* The data:
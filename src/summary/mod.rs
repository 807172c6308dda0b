pub mod builder;

pub use builder::*;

* Required action:
Word for word, restate all of the data shown above.

* Finished exercise:
filename src/summary/mod.rs
repository 807172c6308dda0b
pub mod builder;

pub use builder::*;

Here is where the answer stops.